Glucocorticoid receptor disruption delays structural maturation in the lungs of newborn mice.

ABSTRACT

In order to better understand the regulation of lung maturation by glucocorticoid-glucocorticoid receptor signaling, we studied glucocorticoid receptor (GR) hypomorphic mice with a mixed C57Bl6/129 sv background, in which disruption of exon 2 of the GR gene produces an N-terminal truncated GR protein. Four groups of mice were compared homozygous mice that die at birth (non-survivors), homozygous mice that survive the neonatal period (survivors), heterozygotes and wild-type mice. Newborn non-survivors had 50% thicker airspace walls and a 46% decrease in the formation of secondary crests (the beginning of alveolar secondary septation) compared to either survivor or wild-type littermates (n = 9 mice in each group).

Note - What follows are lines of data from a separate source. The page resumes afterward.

use std::fmt;
use std::str::FromStr;

use crate::constants::{PORTFOLIO_CHANNEL, PRICES_CHANNEL};
use crate::errors::{Error, Result, ValidationError};

/// Subscription target of a realtime client.
#[derive(Debug, Clone, PartialEq, Eq, Hash, PartialOrd, Ord)]
pub enum Channel {
    /// Ledger changes of the client's own user
    Portfolio,
    /// Every price update
    Prices,
    /// Price updates of one symbol, upper-cased
    Symbol(String),
}

impl Channel {
    pub fn symbol(symbol: &str) -> Self {
        Channel::Symbol(symbol.trim().to_uppercase())
    }
}

impl fmt::Display for Channel {
    fn fmt(&self, f: &mut fmt::Formatter<'_>) -> fmt::Result {
        match self {
            Channel::Portfolio => f.write_str(PORTFOLIO_CHANNEL),
            Channel::Prices => f.write_str(PRICES_CHANNEL),
            Channel::Symbol(symbol) => f.write_str(symbol),
        }
    }
}

impl FromStr for Channel {
    type Err = Error;

    fn from_str(s: &str) -> Result<Self> {
        let name = s.trim();
        if name.is_empty() {
            return Err(ValidationError::MissingField("channel".to_string()).into());
        }
        if name.eq_ignore_ascii_case(PORTFOLIO_CHANNEL) {
            Ok(Channel::Portfolio)
        } else if name.eq_ignore_ascii_case(PRICES_CHANNEL) {
            Ok(Channel::Prices)
        } else {
            Ok(Channel::symbol(name))
        }
    }
}
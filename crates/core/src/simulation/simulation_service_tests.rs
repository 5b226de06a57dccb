use std::sync::Arc;
use std::time::Duration;

use ledgerfolio_market_data::{CompanyProfile, StaticQuoteProvider};
use rust_decimal_macros::dec;

use super::{DiversificationImpact, SimulationService, SimulationServiceTrait, WhatIfRequest};
use crate::assets::{AssetRepositoryTrait, AssetService};
use crate::config::EngineConfig;
use crate::errors::{Error, ErrorKind, SimulationError};
use crate::events::NoOpDomainEventSink;
use crate::ledger::{LedgerService, LedgerServiceTrait, NewTrade};
use crate::memory::InMemoryStore;
use crate::quotes::QuoteClient;
use crate::users::{NewUser, UserRepositoryTrait};

struct Fixture {
    store: Arc<InMemoryStore>,
    provider: Arc<StaticQuoteProvider>,
    ledger: LedgerService,
    simulator: SimulationService,
}

async fn fixture() -> Fixture {
    let store = Arc::new(InMemoryStore::new());
    let provider = Arc::new(StaticQuoteProvider::new());
    let client = QuoteClient::new(provider.clone(), Duration::from_millis(200));
    let sink = Arc::new(NoOpDomainEventSink);
    let asset_service = Arc::new(AssetService::new(store.clone(), client.clone(), sink.clone()));

    UserRepositoryTrait::create(
        store.as_ref(),
        NewUser {
            id: Some("u1".to_string()),
            name: "Alice".to_string(),
        },
    )
    .await
    .unwrap();

    let ledger = LedgerService::new(store.clone(), store.clone(), asset_service.clone(), sink);
    let simulator = SimulationService::new(
        store.clone(),
        store.clone(),
        asset_service,
        client,
        Arc::new(EngineConfig::default()),
    );
    Fixture {
        store,
        provider,
        ledger,
        simulator,
    }
}

/// AAPL 10 @ 150 quoted at 170, MSFT 5 @ 300 quoted at 300.
async fn seeded() -> Fixture {
    let f = fixture().await;
    f.ledger
        .apply_trade(NewTrade::buy("u1", "AAPL", dec!(10), dec!(150)))
        .await
        .unwrap();
    f.ledger
        .apply_trade(NewTrade::buy("u1", "MSFT", dec!(5), dec!(300)))
        .await
        .unwrap();
    f.provider.set_price("AAPL", dec!(170));
    f.provider.set_price("MSFT", dec!(300));
    f
}

#[tokio::test]
async fn test_buy_new_symbol_projects_without_writing() {
    let f = seeded().await;
    let transactions_before = f.store.transaction_count();

    let result = f
        .simulator
        .simulate("u1", WhatIfRequest::buy("googl", dec!(5), dec!(140)))
        .await
        .unwrap();

    assert_eq!(result.request.symbol, "GOOGL");
    assert!(result.current_position.is_none());
    let projected = result.projected_position.unwrap();
    assert_eq!(projected.quantity, dec!(5));
    assert_eq!(projected.average_cost, dec!(140));

    assert_eq!(result.trade_value, dec!(700));
    assert_eq!(result.value_before, dec!(3200));
    assert_eq!(result.value_after, dec!(3900));
    assert_eq!(result.concentration_change_percent, dec!(17.95));
    assert_eq!(result.diversification_impact, DiversificationImpact::ModerateIncrease);
    assert_eq!(result.expected_annual_return, dec!(0.10));
    assert_eq!(result.expected_return_amount, dec!(70));
    assert_eq!(result.risk_adjusted_return, dec!(0.3571));
    assert!(result.warnings.is_empty());

    assert_eq!(f.store.transaction_count(), transactions_before);
    assert!(f.store.get_by_symbol("GOOGL").is_err());
    assert!(f.ledger.get_holding("u1", "GOOGL").unwrap().is_none());
}

#[tokio::test]
async fn test_buy_existing_reaverages() {
    let f = seeded().await;

    let result = f
        .simulator
        .simulate("u1", WhatIfRequest::buy("AAPL", dec!(5), dec!(180)))
        .await
        .unwrap();

    let current = result.current_position.unwrap();
    assert_eq!(current.quantity, dec!(10));
    let projected = result.projected_position.unwrap();
    assert_eq!(projected.quantity, dec!(15));
    assert_eq!(projected.average_cost, dec!(160));
    assert_eq!(projected.cost_basis, dec!(2400));
}

#[tokio::test]
async fn test_sell_reduces_and_labels_reduction() {
    let f = seeded().await;

    let result = f
        .simulator
        .simulate("u1", WhatIfRequest::sell("AAPL", dec!(4), dec!(170)))
        .await
        .unwrap();

    let projected = result.projected_position.unwrap();
    assert_eq!(projected.quantity, dec!(6));
    assert_eq!(projected.average_cost, dec!(150));
    assert_eq!(result.value_after, dec!(2520));
    // 680 / 2520
    assert_eq!(result.concentration_change_percent, dec!(26.98));
    assert_eq!(
        result.diversification_impact,
        DiversificationImpact::SignificantReduction
    );
    assert_eq!(result.expected_return_amount, dec!(-81.6));
}

#[tokio::test]
async fn test_full_sell_closes_position() {
    let f = seeded().await;

    let result = f
        .simulator
        .simulate("u1", WhatIfRequest::sell("MSFT", dec!(5), dec!(300)))
        .await
        .unwrap();

    assert!(result.projected_position.is_none());
    assert!(result
        .recommendations
        .iter()
        .any(|r| r.contains("closes the MSFT position")));
}

#[tokio::test]
async fn test_invalid_simulations_are_business_rule_errors() {
    let f = seeded().await;

    let oversell = f
        .simulator
        .simulate("u1", WhatIfRequest::sell("AAPL", dec!(11), dec!(170)))
        .await
        .unwrap_err();
    assert!(matches!(
        oversell,
        Error::Simulation(SimulationError::InvalidSimulation(_))
    ));
    assert_eq!(oversell.kind(), ErrorKind::BusinessRule);

    let nothing_held = f
        .simulator
        .simulate("u1", WhatIfRequest::sell("NVDA", dec!(1), dec!(100)))
        .await
        .unwrap_err();
    assert!(nothing_held.to_string().contains("no NVDA position"));

    let zero_price = f
        .simulator
        .simulate("u1", WhatIfRequest::buy("AAPL", dec!(1), dec!(0)))
        .await
        .unwrap_err();
    assert!(zero_price.is_business_rule());
}

#[tokio::test]
async fn test_overflowing_trade_value_is_rejected() {
    let f = seeded().await;
    let big = dec!(1_000_000_000_000_000);

    let err = f
        .simulator
        .simulate("u1", WhatIfRequest::buy("NEWCO", big, big))
        .await
        .unwrap_err();

    assert!(matches!(
        err,
        Error::Simulation(SimulationError::InvalidSimulation(ref msg)) if msg.contains("NEWCO")
    ));
    assert_eq!(err.kind(), ErrorKind::BusinessRule);
    assert!(f.store.get_by_symbol("NEWCO").is_err());
}

#[tokio::test]
async fn test_unknown_user() {
    let f = fixture().await;
    let err = f
        .simulator
        .simulate("ghost", WhatIfRequest::buy("AAPL", dec!(1), dec!(1)))
        .await
        .unwrap_err();
    assert!(matches!(err, Error::UserNotFound(_)));
}

#[tokio::test]
async fn test_allocation_shift_by_asset_type() {
    let f = fixture().await;
    f.provider
        .set_profile(CompanyProfile::new("SPY").with_name("SPDR S&P 500").with_asset_type("ETF"));
    f.ledger
        .apply_trade(NewTrade::buy("u1", "AAPL", dec!(10), dec!(150)))
        .await
        .unwrap();
    f.ledger
        .apply_trade(NewTrade::buy("u1", "SPY", dec!(2), dec!(500)))
        .await
        .unwrap();
    f.provider.set_price("AAPL", dec!(170));
    f.provider.set_price("SPY", dec!(500));

    let result = f
        .simulator
        .simulate("u1", WhatIfRequest::buy("SPY", dec!(3), dec!(500)))
        .await
        .unwrap();

    let etf = result
        .allocation_shift
        .iter()
        .find(|s| s.asset_type == "ETF")
        .unwrap();
    assert_eq!(etf.before_percent, dec!(37.04));
    assert_eq!(etf.after_percent, dec!(59.52));
    assert_eq!(etf.delta, dec!(22.48));

    let stock = result
        .allocation_shift
        .iter()
        .find(|s| s.asset_type == "Stock")
        .unwrap();
    assert_eq!(stock.delta, dec!(-22.48));
    assert_eq!(
        result.diversification_impact,
        DiversificationImpact::SignificantIncrease
    );
}

#[tokio::test]
async fn test_simulation_is_idempotent() {
    let f = seeded().await;
    let request = WhatIfRequest::buy("AAPL", dec!(2), dec!(175));

    let first = f.simulator.simulate("u1", request.clone()).await.unwrap();
    let second = f.simulator.simulate("u1", request).await.unwrap();

    assert_eq!(first, second);
}

#[tokio::test]
async fn test_missing_quote_surfaces_warning() {
    let f = seeded().await;
    f.provider.fail_symbol("MSFT");

    let result = f
        .simulator
        .simulate("u1", WhatIfRequest::buy("AAPL", dec!(1), dec!(170)))
        .await
        .unwrap();

    // MSFT falls back to its 300 average cost.
    assert_eq!(result.value_before, dec!(3200));
    assert_eq!(result.warnings.len(), 1);
    assert!(result.warnings[0].contains("MSFT"));
}
//! Ledger repository and service traits.
//!
//! These traits define the contract for ledger operations without any
//! database-specific types, allowing for different storage implementations.

use async_trait::async_trait;

use super::ledger_model::{
    Holding, NewTrade, TradeCommit, TradeOutcome, Transaction, TransactionFilter,
    TransactionUpdate,
};
use crate::errors::Result;

/// Trait defining the contract for ledger persistence.
#[async_trait]
pub trait LedgerRepositoryTrait: Send + Sync {
    fn get_holding(&self, user_id: &str, symbol: &str) -> Result<Option<Holding>>;

    /// Holdings of a user ordered by symbol.
    fn list_holdings(&self, user_id: &str) -> Result<Vec<Holding>>;

    /// Inserts the transaction and applies the holding change as one unit.
    ///
    /// Must fail with `Error::ConcurrencyConflict`, writing nothing, when the
    /// stored holding version does not match `commit.expected_version`.
    async fn commit_trade(&self, commit: TradeCommit) -> Result<TradeOutcome>;

    /// Fails with `DatabaseError::NotFound` for unknown ids.
    fn get_transaction(&self, transaction_id: &str) -> Result<Transaction>;

    /// Transactions of a user, newest first.
    fn list_transactions(
        &self,
        user_id: &str,
        filter: &TransactionFilter,
    ) -> Result<Vec<Transaction>>;

    /// Overwrites the editable columns of an existing transaction.
    async fn update_transaction(&self, transaction: Transaction) -> Result<Transaction>;

    /// Returns the number of deleted records.
    async fn delete_transaction(&self, transaction_id: &str) -> Result<usize>;
}

/// Trait defining the contract for ledger service operations.
#[async_trait]
pub trait LedgerServiceTrait: Send + Sync {
    /// Records a trade and updates the holding atomically.
    async fn apply_trade(&self, trade: NewTrade) -> Result<TradeOutcome>;

    fn get_holdings(&self, user_id: &str) -> Result<Vec<Holding>>;

    fn get_holding(&self, user_id: &str, symbol: &str) -> Result<Option<Holding>>;

    fn get_transactions(
        &self,
        user_id: &str,
        filter: &TransactionFilter,
    ) -> Result<Vec<Transaction>>;

    fn get_transaction(&self, user_id: &str, transaction_id: &str) -> Result<Transaction>;

    /// Corrects a transaction row. The holding is left as is.
    async fn update_transaction(
        &self,
        user_id: &str,
        update: TransactionUpdate,
    ) -> Result<Transaction>;

    /// Removes a transaction row. The holding is left as is.
    async fn delete_transaction(&self, user_id: &str, transaction_id: &str) -> Result<()>;
}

The lung tissue to airspace ratio in homozygous mice not expressing wild-type GR (non-survivor and survivor) was increased compared to heterozygotes and wild-type mice that do express wild-type GR (0.91 +/- 0.08 vs. 0.49 +/- 0.02, n = 4 in each of the four subgroups), suggesting that complete morphological maturation of the lung is dependent on effective glucocorticoid signaling through a fully functional GR. Moreover, the relatively mature lung morphology of survivor versus non-survivor newborns suggests that a partial reduction in mesenchymal thickness is compatible with capillary remodeling, alveolar septation, and viable respiratory function after birth. Our findings suggest that in mice homozygous for disrupted GR, the severity of newborn respiratory insufficiency correlates with the degree of lung structural immaturity.